The fact that my brain always seems to be churning over doesn't help. Plenty of friends have told me that I should learn to meditate, but I've always found that difficult because, rather than concentrating on my breathing, my brain always seems to want to be pulled towards another thought.
Then, I met a lady at a networking meeting a few weeks ago, where I was due to speak. Heather Duncan told me that she had been in the audience at one of my previous talks and was keen to hear me again. We spoke at length after my talk and she asked if I had ever tried floatation therapy. I said I had a vague recollection of having heard of it, but hadn't tried it.
She was adamant I should try it and she put me in touch with Mark Smethurst, who owns a company called Time To Float, which is based in Stoke and Stafford. I talked with Mark, he explained the concept (and confirmed that floatation therapy should be done nude, thus fitting in with my drive to promote nude-wellness activities) and I booked a session for myself and Mrs Warrior, with the intention of mentioning it in this blog and doing a feature for H&E, the naturist magazine for which I write a column.
The session took place on Monday of this week. Neither of us really knew what to expect, but both of us were (very quietly!) blown away by the experience. I'll point you towards my Disability Matters column in the February edition of H&E for a full rundown (it's in the shops in mid-January) but I will say that I have rarely been so aware of my breathing and my heart beating. At one stage, I sneezed and almost frightened myself to death!
I wholeheartedly recommend floatation therapy and we will both be doing it regularly from now when we need to de-stress (which is often).

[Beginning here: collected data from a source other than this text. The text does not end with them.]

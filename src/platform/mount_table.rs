//! Mount-table records and the text grammars of the platform mount tables:
//! Linux `/proc/self/mounts`, Solaris `/etc/mnttab`, and `mount(8)` output.

#![allow(missing_docs)]

use std::path::PathBuf;
use std::sync::OnceLock;

use regex::Regex;
use serde::{Deserialize, Serialize};

use crate::core::errors::{FsmonError, Result};

/// One mounted filesystem as listed by the platform mount table.
#[derive(Debug, Clone, Serialize, Deserialize, PartialEq, Eq)]
pub struct MountEntry {
    pub mountpoint: PathBuf,
    /// Raw source field: device node, `server:/export`, `//server/share`, dataset name.
    pub source: String,
    pub fs_type: String,
    pub options: Vec<String>,
}

impl MountEntry {
    #[must_use]
    pub fn new(
        mountpoint: impl Into<PathBuf>,
        source: impl Into<String>,
        fs_type: impl Into<String>,
    ) -> Self {
        Self {
            mountpoint: mountpoint.into(),
            source: source.into(),
            fs_type: fs_type.into(),
            options: Vec::new(),
        }
    }

    #[must_use]
    pub fn with_options(mut self, options: &[&str]) -> Self {
        self.options = options.iter().map(|opt| (*opt).to_string()).collect();
        self
    }

    /// Value of a `key=value` mount option.
    #[must_use]
    pub fn option(&self, key: &str) -> Option<&str> {
        self.options.iter().find_map(|opt| {
            opt.split_once('=')
                .filter(|(name, _)| *name == key)
                .map(|(_, value)| value)
        })
    }
}

/// Parse the fstab-format table exposed by Linux in `/proc/self/mounts`; HP-UX
/// writes `/etc/mnttab` in the same layout.
///
/// Entry order is preserved; callers rely on first-match semantics when
/// several filesystems are stacked on one mountpoint.
pub fn parse_proc_mounts(raw: &str) -> Vec<MountEntry> {
    let mut mounts = Vec::new();
    for line in raw.lines() {
        let fields: Vec<&str> = line.split_whitespace().collect();
        if fields.len() < 3 {
            tracing::warn!("[FSM-MOUNTS] skipping malformed mount table line: {line}");
            continue;
        }
        mounts.push(MountEntry {
            mountpoint: unescape_mount_path(fields[1]),
            source: unescape_mount_path(fields[0])
                .to_string_lossy()
                .into_owned(),
            fs_type: fields[2].to_string(),
            options: fields
                .get(3)
                .map(|opts| opts.split(',').map(str::to_string).collect())
                .unwrap_or_default(),
        });
    }
    mounts
}

/// Parse Solaris/illumos `/etc/mnttab`: tab-separated
/// `special mount_point fstype options time`.
pub fn parse_mnttab(raw: &str) -> Vec<MountEntry> {
    let mut mounts = Vec::new();
    for line in raw.lines().filter(|line| !line.trim().is_empty()) {
        let fields: Vec<&str> = line.split('\t').collect();
        if fields.len() < 3 {
            tracing::warn!("[FSM-MOUNTS] skipping malformed mnttab line: {line}");
            continue;
        }
        mounts.push(MountEntry {
            mountpoint: PathBuf::from(fields[1]),
            source: fields[0].to_string(),
            fs_type: fields[2].to_string(),
            options: fields
                .get(3)
                .map(|opts| opts.split(',').map(str::to_string).collect())
                .unwrap_or_default(),
        });
    }
    mounts
}

struct MountPatterns {
    /// NetBSD/OpenBSD: `/dev/wd0a on / type ffs (local)`.
    typed: Regex,
    /// macOS/FreeBSD: `/dev/ada0p2 on / (ufs, local, soft-updates)`.
    parenthesized: Regex,
}

fn mount_patterns() -> Result<&'static MountPatterns> {
    static PATTERNS: OnceLock<std::result::Result<MountPatterns, String>> = OnceLock::new();
    PATTERNS
        .get_or_init(|| {
            let typed = Regex::new(r"^(.+?) on (.+) type (\S+) \(([^)]*)\)$")
                .map_err(|err| err.to_string())?;
            let parenthesized = Regex::new(r"^(.+?) on (.+) \(([^,)]+)(?:, ([^)]*))?\)$")
                .map_err(|err| err.to_string())?;
            Ok(MountPatterns {
                typed,
                parenthesized,
            })
        })
        .as_ref()
        .map_err(|details| FsmonError::MountTableUnavailable {
            source_name: "mount(8)".to_string(),
            details: details.clone(),
        })
}

/// Parse the mount table as rendered by `mount(8)` on BSD-derived systems.
pub fn parse_mount_output(raw: &str) -> Result<Vec<MountEntry>> {
    let patterns = mount_patterns()?;
    let mut mounts = Vec::new();
    for line in raw.lines().map(str::trim_end).filter(|line| !line.is_empty()) {
        let Some(caps) = patterns
            .typed
            .captures(line)
            .or_else(|| patterns.parenthesized.captures(line))
        else {
            tracing::warn!("[FSM-MOUNTS] skipping unrecognized mount(8) line: {line}");
            continue;
        };
        let options = caps
            .get(4)
            .map(|opts| {
                opts.as_str()
                    .split(',')
                    .map(str::trim)
                    .filter(|opt| !opt.is_empty())
                    .map(str::to_string)
                    .collect()
            })
            .unwrap_or_default();
        mounts.push(MountEntry {
            mountpoint: PathBuf::from(&caps[2]),
            source: caps[1].to_string(),
            fs_type: caps[3].trim().to_string(),
            options,
        });
    }
    Ok(mounts)
}

/// Decode octal escape sequences (`\NNN`) used by the Linux kernel.
/// Returns a PathBuf via OsString to preserve raw bytes (e.g. invalid UTF-8).
pub(crate) fn unescape_mount_path(raw: &str) -> PathBuf {
    let mut bytes = Vec::with_capacity(raw.len());
    let raw_bytes = raw.as_bytes();
    let mut i = 0;
    while i < raw_bytes.len() {
        if raw_bytes[i] == b'\\' && i + 3 < raw_bytes.len() {
            let digits = &raw_bytes[i + 1..i + 4];
            if digits[0] <= b'3' && digits.iter().all(|d| (b'0'..=b'7').contains(d)) {
                let val = (digits[0] - b'0') * 64 + (digits[1] - b'0') * 8 + (digits[2] - b'0');
                bytes.push(val);
                i += 4;
                continue;
            }
        }
        bytes.push(raw_bytes[i]);
        i += 1;
    }

    #[cfg(unix)]
    {
        use std::os::unix::ffi::OsStringExt;
        PathBuf::from(std::ffi::OsString::from_vec(bytes))
    }
    #[cfg(not(unix))]
    {
        PathBuf::from(String::from_utf8_lossy(&bytes).into_owned())
    }
}
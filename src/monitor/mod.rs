//! Filesystem monitoring: device resolution, mount-table change detection,
//! per-filesystem activity probes, and the polling facade.

pub mod activity;
pub mod context;
pub mod filesystem;
pub mod io_table;
pub mod mount_cache;
pub mod resolver;
pub mod statistic;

The other highlight of my week was the celebration last Saturday (December 16) of the fourth anniversary of my stroke. I would like to thank the hundreds of people who sent me their good wishes and told me how inspirational they have found my journey. Stroke-survivors are rarely people to look back with regret on anniversaries like this; rather, we celebrate the fact that we are still alive to mark the occasion and look forward to another day.
Mrs Warrior and I certainly did that; we put on our finery and went out for a posh meal, then continued the celebrations into the early hours; a number of my American strokie friends may have been surprised to get slightly-incoherent Facebook messages from me on a Saturday evening, their time!
Yes, I felt slightly the worse for wear on the Sunday and yes, the celebrations have to be tempered slightly because of the amount of medication I take, but I kept thinking back to the evening of December 16 2013. Then, I was lying in a hospital bed, completely paralysed down one side, feeling as if I had been hit by a truck (which I nearly had, of course) and wanting to do nothing but sleep as soon as possible for as long as possible.
From there to today has been an extraordinary journey. On that journey, I've made new friends, done things I would never have contemplated, made a lot of people think about and change their lifestyle (a fact of which I was reminded again this week). If that isn't cause for celebrating life, what is?